In Re Estate of Ireni Traitses,1 Justice David Brown raised the issue of a cost-effective procedure  when dealing with a “one house will fight”. Quite often, the estate assets that are the subject  matter of litigation relate to just that – some de minimis personal property, small bank account  balances and a family home. Depending on where the house is, the value of the home can be worth  half a million dollars or over a million dollars in value. In this context, where all the value  of  the estate is in the house, a litigator must decide when it is important or appropriate to seek  preservation of the major asset in the estate and how to go about the preservation.

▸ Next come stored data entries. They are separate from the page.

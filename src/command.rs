//! Retained draw command list.
//!
//! Controls render by appending primitives to a [`CommandList`]; the graphics
//! backend walks the list afterwards and rasterizes it. Nothing here touches
//! pixels, so command production is cheap and fully testable.

use crate::geometry::{Point, Rect};
use crate::theme::Color;

/// A single draw primitive.
#[derive(Debug, Clone, PartialEq, Eq)]
pub enum DrawCmd {
    /// Solid rectangle fill.
    FillRect { rect: Rect, color: Color },
    /// 1px rectangle outline.
    StrokeRect { rect: Rect, color: Color },
    /// 1px line between two points.
    DrawLine { from: Point, to: Point, color: Color },
    /// Single line of text, vertically centered in and clipped to `clip`.
    /// `origin_x` may lie left of the clip rect when the text is scrolled.
    ClippedText {
        text: String,
        origin_x: i32,
        color: Color,
        clip: Rect,
    },
}

/// An ordered list of draw primitives produced by one render pass.
#[derive(Debug, Default, Clone)]
pub struct CommandList {
    cmds: Vec<DrawCmd>,
}

impl CommandList {
    pub fn new() -> Self {
        Self::default()
    }

    pub fn fill_rect(&mut self, rect: Rect, color: Color) {
        self.cmds.push(DrawCmd::FillRect { rect, color });
    }

    pub fn stroke_rect(&mut self, rect: Rect, color: Color) {
        self.cmds.push(DrawCmd::StrokeRect { rect, color });
    }

    pub fn draw_line(&mut self, from: Point, to: Point, color: Color) {
        self.cmds.push(DrawCmd::DrawLine { from, to, color });
    }

    pub fn clipped_text(&mut self, text: &str, origin_x: i32, color: Color, clip: Rect) {
        self.cmds.push(DrawCmd::ClippedText {
            text: text.to_string(),
            origin_x,
            color,
            clip,
        });
    }

    /// Drop all recorded commands, keeping the allocation for the next frame.
    pub fn clear(&mut self) {
        self.cmds.clear();
    }

    pub fn len(&self) -> usize {
        self.cmds.len()
    }

    pub fn is_empty(&self) -> bool {
        self.cmds.is_empty()
    }

    pub fn iter(&self) -> impl Iterator<Item = &DrawCmd> {
        self.cmds.iter()
    }

    pub fn commands(&self) -> &[DrawCmd] {
        &self.cmds
    }
}

impl<'a> IntoIterator for &'a CommandList {
    type Item = &'a DrawCmd;
    type IntoIter = std::slice::Iter<'a, DrawCmd>;

    fn into_iter(self) -> Self::IntoIter {
        self.cmds.iter()
    }
}
//! Theme system for the controls
//!
//! Provides YAML-based theming with a compile-time embedded default theme.
//! A `Theme` is an explicit value: the host loads (or constructs) one, wraps
//! it in an `Rc`, and hands it to each control at construction time. There
//! are no process-wide theme tables.

use serde::Deserialize;

/// The embedded default theme, compiled into the library.
pub const DEFAULT_DARK_YAML: &str = include_str!("../themes/dark.yaml");

/// RGBA color (0-255 per channel)
#[derive(Debug, Clone, Copy, Default, PartialEq, Eq)]
pub struct Color {
    pub r: u8,
    pub g: u8,
    pub b: u8,
    pub a: u8,
}

impl Color {
    /// Create a new color from RGB values (alpha defaults to 255)
    pub const fn rgb(r: u8, g: u8, b: u8) -> Self {
        Self { r, g, b, a: 255 }
    }

    /// Create a new color from RGBA values
    pub const fn rgba(r: u8, g: u8, b: u8, a: u8) -> Self {
        Self { r, g, b, a }
    }

    /// Convert to ARGB u32 for CPU framebuffers
    pub fn to_argb_u32(&self) -> u32 {
        ((self.a as u32) << 24) | ((self.r as u32) << 16) | ((self.g as u32) << 8) | (self.b as u32)
    }

    /// Return a new color with the specified alpha value
    pub const fn with_alpha(&self, a: u8) -> Self {
        Self {
            r: self.r,
            g: self.g,
            b: self.b,
            a,
        }
    }

    /// Return a darkened copy, subtracting `amount` from each channel.
    pub fn darken(&self, amount: u8) -> Self {
        Self {
            r: self.r.saturating_sub(amount),
            g: self.g.saturating_sub(amount),
            b: self.b.saturating_sub(amount),
            a: self.a,
        }
    }

    /// Return a lightened copy, adding `amount` to each channel.
    pub fn lighten(&self, amount: u8) -> Self {
        Self {
            r: self.r.saturating_add(amount),
            g: self.g.saturating_add(amount),
            b: self.b.saturating_add(amount),
            a: self.a,
        }
    }

    /// Parse from "#RRGGBB" or "#RRGGBBAA" hex string
    pub fn from_hex(s: &str) -> Result<Self, String> {
        let s = s.trim_start_matches('#');
        match s.len() {
            6 => Ok(Color {
                r: u8::from_str_radix(&s[0..2], 16).map_err(|e| e.to_string())?,
                g: u8::from_str_radix(&s[2..4], 16).map_err(|e| e.to_string())?,
                b: u8::from_str_radix(&s[4..6], 16).map_err(|e| e.to_string())?,
                a: 255,
            }),
            8 => Ok(Color {
                r: u8::from_str_radix(&s[0..2], 16).map_err(|e| e.to_string())?,
                g: u8::from_str_radix(&s[2..4], 16).map_err(|e| e.to_string())?,
                b: u8::from_str_radix(&s[4..6], 16).map_err(|e| e.to_string())?,
                a: u8::from_str_radix(&s[6..8], 16).map_err(|e| e.to_string())?,
            }),
            _ => Err(format!("Invalid color format: {}", s)),
        }
    }
}

/// Raw theme data as parsed from YAML
#[derive(Debug, Clone, Deserialize)]
pub struct ThemeData {
    pub version: u32,
    pub name: String,
    #[serde(default)]
    pub description: Option<String>,
    pub controls: ControlsThemeData,
    #[serde(default)]
    pub text_box: TextBoxThemeData,
    #[serde(default)]
    pub menu: MenuThemeData,
    #[serde(default)]
    pub link: LinkThemeData,
}

/// Shared control colors (raw strings from YAML)
#[derive(Debug, Clone, Deserialize)]
pub struct ControlsThemeData {
    pub background: String,
    pub foreground: String,
    pub border: String,
    pub accent: String,
}

/// Text box colors (all optional, derived from shared colors when absent)
#[derive(Debug, Clone, Deserialize, Default)]
pub struct TextBoxThemeData {
    #[serde(default)]
    pub selection_background: Option<String>,
    #[serde(default)]
    pub caret: Option<String>,
}

/// Context menu colors
#[derive(Debug, Clone, Deserialize, Default)]
pub struct MenuThemeData {
    #[serde(default)]
    pub hover_background: Option<String>,
    #[serde(default)]
    pub hover_foreground: Option<String>,
}

/// Link label colors
#[derive(Debug, Clone, Deserialize, Default)]
pub struct LinkThemeData {
    #[serde(default)]
    pub color: Option<String>,
}

/// Pixel metrics shared by the controls.
///
/// Not part of the YAML surface; hosts that scale for DPI construct a scaled
/// copy and hand it in through the theme.
#[derive(Debug, Clone, Copy)]
pub struct ControlMetrics {
    /// Default height of single-row controls (text box, link label).
    pub control_height: i32,
    /// Horizontal padding between a control's border and its text.
    pub side_margin: i32,
    /// Vertical padding for selection fills and the caret line.
    pub top_margin: i32,
    /// Extra pixels scrolled past the caret so it never sits flush on an edge.
    pub scroll_step: i32,
    /// Height of one context menu row.
    pub menu_item_height: i32,
    /// X offset of menu item labels (leaves room for check/radio markers).
    pub menu_text_x: i32,
    /// X offset of menu check/radio markers.
    pub menu_icon_x: i32,
    /// Minimum context menu width.
    pub menu_min_width: i32,
    /// Side length of the checkbox square.
    pub checkbox_size: i32,
    /// Distance of the link underline from the control's bottom edge.
    pub link_underline_offset: i32,
}

impl Default for ControlMetrics {
    fn default() -> Self {
        Self {
            control_height: 24,
            side_margin: 4,
            top_margin: 3,
            scroll_step: 20,
            menu_item_height: 22,
            menu_text_x: 22,
            menu_icon_x: 4,
            menu_min_width: 100,
            checkbox_size: 16,
            link_underline_offset: 4,
        }
    }
}

/// Resolved theme with parsed colors
#[derive(Debug, Clone)]
pub struct Theme {
    pub name: String,
    /// Control background fill.
    pub background: Color,
    /// Text color.
    pub foreground: Color,
    /// Border/outline color.
    pub border: Color,
    /// Accent color (checkbox fill, hover emphasis).
    pub accent: Color,
    /// Selection fill behind selected text.
    pub selection_background: Color,
    /// Caret line color.
    pub caret: Color,
    /// Hovered menu row fill.
    pub menu_hover_background: Color,
    /// Hovered menu row text.
    pub menu_hover_foreground: Color,
    /// Link label text + underline.
    pub link: Color,
    pub metrics: ControlMetrics,
}

impl Theme {
    /// Load theme from YAML string
    pub fn from_yaml(yaml: &str) -> Result<Self, String> {
        let data: ThemeData =
            serde_yaml::from_str(yaml).map_err(|e| format!("YAML parse error: {}", e))?;
        Self::from_data(data)
    }

    /// Load a theme from a YAML file on disk
    pub fn from_file(path: &std::path::Path) -> Result<Self, String> {
        let content = std::fs::read_to_string(path)
            .map_err(|e| format!("Failed to read theme file {}: {}", path.display(), e))?;
        tracing::info!("Loading theme from {}", path.display());
        Self::from_yaml(&content)
    }

    /// Convert raw theme data to resolved theme
    fn from_data(data: ThemeData) -> Result<Self, String> {
        let parse = |s: &str| Color::from_hex(s);
        let parse_opt = |s: &Option<String>, fallback: Color| -> Result<Color, String> {
            match s {
                Some(s) => Color::from_hex(s),
                None => Ok(fallback),
            }
        };

        let background = parse(&data.controls.background)?;
        let foreground = parse(&data.controls.foreground)?;
        let border = parse(&data.controls.border)?;
        let accent = parse(&data.controls.accent)?;

        Ok(Self {
            name: data.name,
            background,
            foreground,
            border,
            accent,
            selection_background: parse_opt(
                &data.text_box.selection_background,
                background.darken(16),
            )?,
            caret: parse_opt(&data.text_box.caret, foreground)?,
            menu_hover_background: parse_opt(&data.menu.hover_background, background.lighten(40))?,
            menu_hover_foreground: parse_opt(&data.menu.hover_foreground, foreground.lighten(30))?,
            link: parse_opt(&data.link.color, accent.lighten(40))?,
            metrics: ControlMetrics::default(),
        })
    }

    /// The built-in dark theme, without touching the YAML path.
    pub fn default_dark() -> Self {
        Self {
            name: "Default Dark".to_string(),
            background: Color::rgb(0x2A, 0x2A, 0x2A),
            foreground: Color::rgb(0xBD, 0xBD, 0xBD),
            border: Color::rgb(0xBD, 0xBD, 0xBD),
            accent: Color::rgb(0x4E, 0x7A, 0xB5),
            selection_background: Color::rgb(0x1C, 0x1C, 0x1C),
            caret: Color::rgb(0xBD, 0xBD, 0xBD),
            menu_hover_background: Color::rgb(0x55, 0x55, 0x55),
            menu_hover_foreground: Color::rgb(0xDA, 0xDA, 0xDA),
            link: Color::rgb(0x7A, 0xA5, 0xD8),
            metrics: ControlMetrics::default(),
        }
    }
}

impl Default for Theme {
    fn default() -> Self {
        Self::default_dark()
    }
}

#[cfg(test)]
mod tests {
    use super::*;

    #[test]
    fn test_color_from_hex() {
        let c = Color::from_hex("#4E7AB5").unwrap();
        assert_eq!(c, Color::rgb(0x4E, 0x7A, 0xB5));

        let c = Color::from_hex("1C1C1C80").unwrap();
        assert_eq!(c.a, 0x80);

        assert!(Color::from_hex("#123").is_err());
        assert!(Color::from_hex("#GGGGGG").is_err());
    }

    #[test]
    fn test_color_to_argb() {
        let c = Color::rgba(0x11, 0x22, 0x33, 0x44);
        assert_eq!(c.to_argb_u32(), 0x44112233);
    }

    #[test]
    fn test_color_darken_saturates() {
        let c = Color::rgb(10, 200, 0).darken(20);
        assert_eq!(c, Color::rgb(0, 180, 0));
    }

    #[test]
    fn test_embedded_theme_parses() {
        let theme = Theme::from_yaml(DEFAULT_DARK_YAML).unwrap();
        assert_eq!(theme.name, "Default Dark");
        assert_eq!(theme.background, Color::rgb(0x2A, 0x2A, 0x2A));
        assert_eq!(theme.selection_background, Color::rgb(0x1C, 0x1C, 0x1C));
    }

    #[test]
    fn test_missing_sections_fall_back() {
        let yaml = r##"
version: 1
name: "Minimal"
controls:
  background: "#202020"
  foreground: "#C0C0C0"
  border: "#C0C0C0"
  accent: "#3070B0"
"##;
        let theme = Theme::from_yaml(yaml).unwrap();
        // Selection falls back to a darkened background
        assert_eq!(
            theme.selection_background,
            Color::rgb(0x20, 0x20, 0x20).darken(16)
        );
        // Caret falls back to the foreground
        assert_eq!(theme.caret, theme.foreground);
    }
}
//! Primitive engine surface
//!
//! Everything that touches the raw QuickJS bindings directly and is not tied
//! to a wrapper type lives here. Callers above this module deal in
//! [`RawValue`]s, raw context pointers and plain Rust types.

use std::ffi::{c_char, c_int, c_void, CStr};
use std::ptr::{self, NonNull};

pub(crate) use rquickjs::qjs;

#[cfg(not(target_pointer_width = "64"))]
compile_error!("tether_script requires a 64-bit target (struct-tagged engine values)");

pub(crate) type RawValue = qjs::JSValue;
pub(crate) type RawAtom = qjs::JSAtom;

// Tag values shared by every QuickJS build.
pub(crate) const TAG_BIG_INT: i32 = qjs::JS_TAG_BIG_INT as i32;
pub(crate) const TAG_SYMBOL: i32 = qjs::JS_TAG_SYMBOL as i32;
pub(crate) const TAG_STRING: i32 = qjs::JS_TAG_STRING as i32;
pub(crate) const TAG_MODULE: i32 = qjs::JS_TAG_MODULE as i32;
pub(crate) const TAG_FUNCTION_BYTECODE: i32 = qjs::JS_TAG_FUNCTION_BYTECODE as i32;
pub(crate) const TAG_OBJECT: i32 = qjs::JS_TAG_OBJECT as i32;
pub(crate) const TAG_INT: i32 = qjs::JS_TAG_INT as i32;
pub(crate) const TAG_BOOL: i32 = qjs::JS_TAG_BOOL as i32;
pub(crate) const TAG_NULL: i32 = qjs::JS_TAG_NULL as i32;
pub(crate) const TAG_UNDEFINED: i32 = qjs::JS_TAG_UNDEFINED as i32;
pub(crate) const TAG_UNINITIALIZED: i32 = qjs::JS_TAG_UNINITIALIZED as i32;
pub(crate) const TAG_CATCH_OFFSET: i32 = qjs::JS_TAG_CATCH_OFFSET as i32;
pub(crate) const TAG_EXCEPTION: i32 = qjs::JS_TAG_EXCEPTION as i32;
pub(crate) const TAG_FLOAT64: i32 = qjs::JS_TAG_FLOAT64 as i32;

pub(crate) const EVAL_TYPE_GLOBAL: c_int = qjs::JS_EVAL_TYPE_GLOBAL as c_int;
pub(crate) const EVAL_TYPE_MODULE: c_int = qjs::JS_EVAL_TYPE_MODULE as c_int;
pub(crate) const EVAL_FLAG_STRICT: c_int = qjs::JS_EVAL_FLAG_STRICT as c_int;
pub(crate) const EVAL_FLAG_STRIP: c_int = qjs::JS_EVAL_FLAG_STRIP as c_int;
pub(crate) const EVAL_FLAG_COMPILE_ONLY: c_int = qjs::JS_EVAL_FLAG_COMPILE_ONLY as c_int;
pub(crate) const EVAL_FLAG_BACKTRACE_BARRIER: c_int =
    qjs::JS_EVAL_FLAG_BACKTRACE_BARRIER as c_int;

pub(crate) const PROP_CONFIGURABLE: c_int = qjs::JS_PROP_CONFIGURABLE as c_int;
pub(crate) const PROP_WRITABLE: c_int = qjs::JS_PROP_WRITABLE as c_int;
pub(crate) const PROP_ENUMERABLE: c_int = qjs::JS_PROP_ENUMERABLE as c_int;
pub(crate) const PROP_HAS_CONFIGURABLE: c_int = qjs::JS_PROP_HAS_CONFIGURABLE as c_int;
pub(crate) const PROP_HAS_WRITABLE: c_int = qjs::JS_PROP_HAS_WRITABLE as c_int;
pub(crate) const PROP_HAS_ENUMERABLE: c_int = qjs::JS_PROP_HAS_ENUMERABLE as c_int;
pub(crate) const PROP_HAS_GET: c_int = qjs::JS_PROP_HAS_GET as c_int;
pub(crate) const PROP_HAS_SET: c_int = qjs::JS_PROP_HAS_SET as c_int;
pub(crate) const PROP_HAS_VALUE: c_int = qjs::JS_PROP_HAS_VALUE as c_int;
pub(crate) const PROP_THROW: c_int = qjs::JS_PROP_THROW as c_int;
pub(crate) const PROP_NO_EXOTIC: c_int = qjs::JS_PROP_NO_EXOTIC as c_int;

pub(crate) const GPN_STRING_MASK: c_int = qjs::JS_GPN_STRING_MASK as c_int;
pub(crate) const GPN_ENUM_ONLY: c_int = qjs::JS_GPN_ENUM_ONLY as c_int;

pub(crate) const WRITE_OBJ_BYTECODE: c_int = qjs::JS_WRITE_OBJ_BYTECODE as c_int;
pub(crate) const READ_OBJ_BYTECODE: c_int = qjs::JS_READ_OBJ_BYTECODE as c_int;

const fn make(tag: i32, int32: i32) -> RawValue {
    qjs::JSValue {
        u: qjs::JSValueUnion { int32 },
        tag: tag as i64,
    }
}

pub(crate) const UNDEFINED: RawValue = make(TAG_UNDEFINED, 0);
pub(crate) const NULL: RawValue = make(TAG_NULL, 0);

pub(crate) fn new_int(n: i32) -> RawValue {
    make(TAG_INT, n)
}

pub(crate) fn new_bool(b: bool) -> RawValue {
    make(TAG_BOOL, b as i32)
}

pub(crate) fn new_float(d: f64) -> RawValue {
    qjs::JSValue {
        u: qjs::JSValueUnion { float64: d },
        tag: TAG_FLOAT64 as i64,
    }
}

pub(crate) fn tag(v: RawValue) -> i32 {
    v.tag as i32
}

pub(crate) fn is_exception(v: RawValue) -> bool {
    tag(v) == TAG_EXCEPTION
}

/// Pointer tags are all negative and carry a reference count header.
pub(crate) fn has_ref_count(v: RawValue) -> bool {
    tag(v) < 0
}

pub(crate) fn ptr(v: RawValue) -> *mut c_void {
    // SAFETY: reading the pointer arm of the union is only meaningful for
    // pointer tags; callers check `has_ref_count` or the exact tag first.
    unsafe { v.u.ptr }
}

/// Takes one more reference to `v`.
///
/// # Safety
/// Must run on the thread that owns the engine runtime of `v`.
pub(crate) unsafe fn dup(v: RawValue) -> RawValue {
    if has_ref_count(v) {
        let header = ptr(v) as *mut qjs::JSRefCountHeader;
        (*header).ref_count += 1;
    }
    v
}

/// Releases one reference to `v`. Module records belong to the runtime's
/// module list and are never freed through a value.
///
/// # Safety
/// Must run on the owner thread with a live context.
pub(crate) unsafe fn free(ctx: *mut qjs::JSContext, v: RawValue) {
    if tag(v) != TAG_MODULE {
        qjs::JS_FreeValue(ctx, v);
    }
}

/// Thin `Send` wrapper around a runtime pointer.
#[derive(Debug, Clone, Copy)]
pub(crate) struct RawRuntime(pub(crate) NonNull<qjs::JSRuntime>);

// SAFETY: the pointer is only dereferenced by the owning thread, enforced by
// the callers through `ThreadAffinity`.
unsafe impl Send for RawRuntime {}
unsafe impl Sync for RawRuntime {}

impl RawRuntime {
    pub(crate) fn as_ptr(self) -> *mut qjs::JSRuntime {
        self.0.as_ptr()
    }
}

/// Thin `Send` wrapper around a context pointer.
#[derive(Debug, Clone, Copy, PartialEq, Eq)]
pub(crate) struct RawContext(pub(crate) NonNull<qjs::JSContext>);

// SAFETY: see `RawRuntime`.
unsafe impl Send for RawContext {}
unsafe impl Sync for RawContext {}

impl RawContext {
    pub(crate) fn as_ptr(self) -> *mut qjs::JSContext {
        self.0.as_ptr()
    }
}

/// Copies an engine string out as UTF-8. Returns `None` when the engine
/// raised an exception during the conversion.
///
/// # Safety
/// Owner thread only.
pub(crate) unsafe fn to_rust_string(ctx: *mut qjs::JSContext, v: RawValue) -> Option<String> {
    let mut len: qjs::size_t = 0;
    let cstr = qjs::JS_ToCStringLen2(ctx, &mut len, v, 0);
    if cstr.is_null() {
        return None;
    }
    let bytes = std::slice::from_raw_parts(cstr as *const u8, len as usize);
    let out = String::from_utf8_lossy(bytes).into_owned();
    qjs::JS_FreeCString(ctx, cstr);
    Some(out)
}

/// # Safety
/// Owner thread only.
pub(crate) unsafe fn new_string(ctx: *mut qjs::JSContext, s: &str) -> RawValue {
    qjs::JS_NewStringLen(ctx, s.as_ptr() as *const c_char, s.len() as _)
}

/// # Safety
/// Owner thread only; `raw` must be a string returned by the engine.
pub(crate) unsafe fn cstr_arg<'a>(raw: *const c_char) -> &'a str {
    if raw.is_null() {
        return "";
    }
    CStr::from_ptr(raw).to_str().unwrap_or_default()
}

/// Copies a Rust string into engine-owned memory, as expected from module
/// name normalizers.
///
/// # Safety
/// Owner thread only.
pub(crate) unsafe fn engine_strdup(ctx: *mut qjs::JSContext, s: &str) -> *mut c_char {
    let buf = qjs::js_malloc(ctx, (s.len() + 1) as _) as *mut u8;
    if buf.is_null() {
        return ptr::null_mut();
    }
    ptr::copy_nonoverlapping(s.as_ptr(), buf, s.len());
    *buf.add(s.len()) = 0;
    buf as *mut c_char
}

/// Throws `message` through one of the engine's intrinsic error
/// constructors.
///
/// # Safety
/// Owner thread only.
pub(crate) unsafe fn throw_typed(
    ctx: *mut qjs::JSContext,
    kind: ThrowKind,
    message: &str,
) -> RawValue {
    let text = std::ffi::CString::new(message.replace('\0', " ")).unwrap_or_default();
    let fmt = b"%s\0".as_ptr() as *const c_char;
    match kind {
        ThrowKind::Syntax => qjs::JS_ThrowSyntaxError(ctx, fmt, text.as_ptr()),
        ThrowKind::Type => qjs::JS_ThrowTypeError(ctx, fmt, text.as_ptr()),
        ThrowKind::Reference => qjs::JS_ThrowReferenceError(ctx, fmt, text.as_ptr()),
        ThrowKind::Range => qjs::JS_ThrowRangeError(ctx, fmt, text.as_ptr()),
        ThrowKind::Internal => qjs::JS_ThrowInternalError(ctx, fmt, text.as_ptr()),
    }
}

#[derive(Debug, Clone, Copy, PartialEq, Eq)]
pub(crate) enum ThrowKind {
    Syntax,
    Type,
    Reference,
    Range,
    Internal,
}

A certificate of pending litigation (or lis pendens) (“CPL”) is an often used tool in order to  preserve real property and unregistered interests in such property. The test to obtain a CPL is  that there must be an interest in land in question and there must be a reasonable claim to that  interest in land.2

Although there have been cases that discuss the equitable discretion of a judge on a motion to  grant or discharge a CPL, in order for the motion to be granted or the CPL to be maintained, there  must be a reasonable claim to the interest in land.3  The judge does exercise his or her discretion   in equity and looks at all of the relevant matters between the parties in determining whether or  not the certificate should be vacated.4  However, a claim to an interest in land is required.

The threshold in respect of the “interest in land” issue in a motion seeking a CPL is whether there  is a triable issue as to such interest, not whether the plaintiff will likely succeed. A   claim of  the merits is not to be conducted.5  The onus is on the party opposing the CPL to demonstrate that  there is no triable issue in respect to whether the party seeking the CPL has “a reasonable claim  to the interest in the land claimed”.6

Therefore, if a party is claiming an interest in an estate and the value of the estate is in a house, litigators must assess the appropriateness of obtaining  a CPL in such circumstances. A situation where a mortgage or lien is put on the property or the  house is sold, before a judgment is rendered and executed on or before a settlement is obtained, will be a highly undesirable outcome.

The merits of the CPL motion depend on the shape of the claim (for example, is there an articulated  claim against the property or a claim against the residue of the estate? Are there any trust claims  being made against the property?). Courts will likely grant a CPL in the estate context where  allegations are made that a portion of the proceeds of sale of property or portions of the estate  was used to buy the real property in question.7  However, where a claim is made against the estate (articulated in general  terms) or the residue of the estate, a CPL will not likely be granted.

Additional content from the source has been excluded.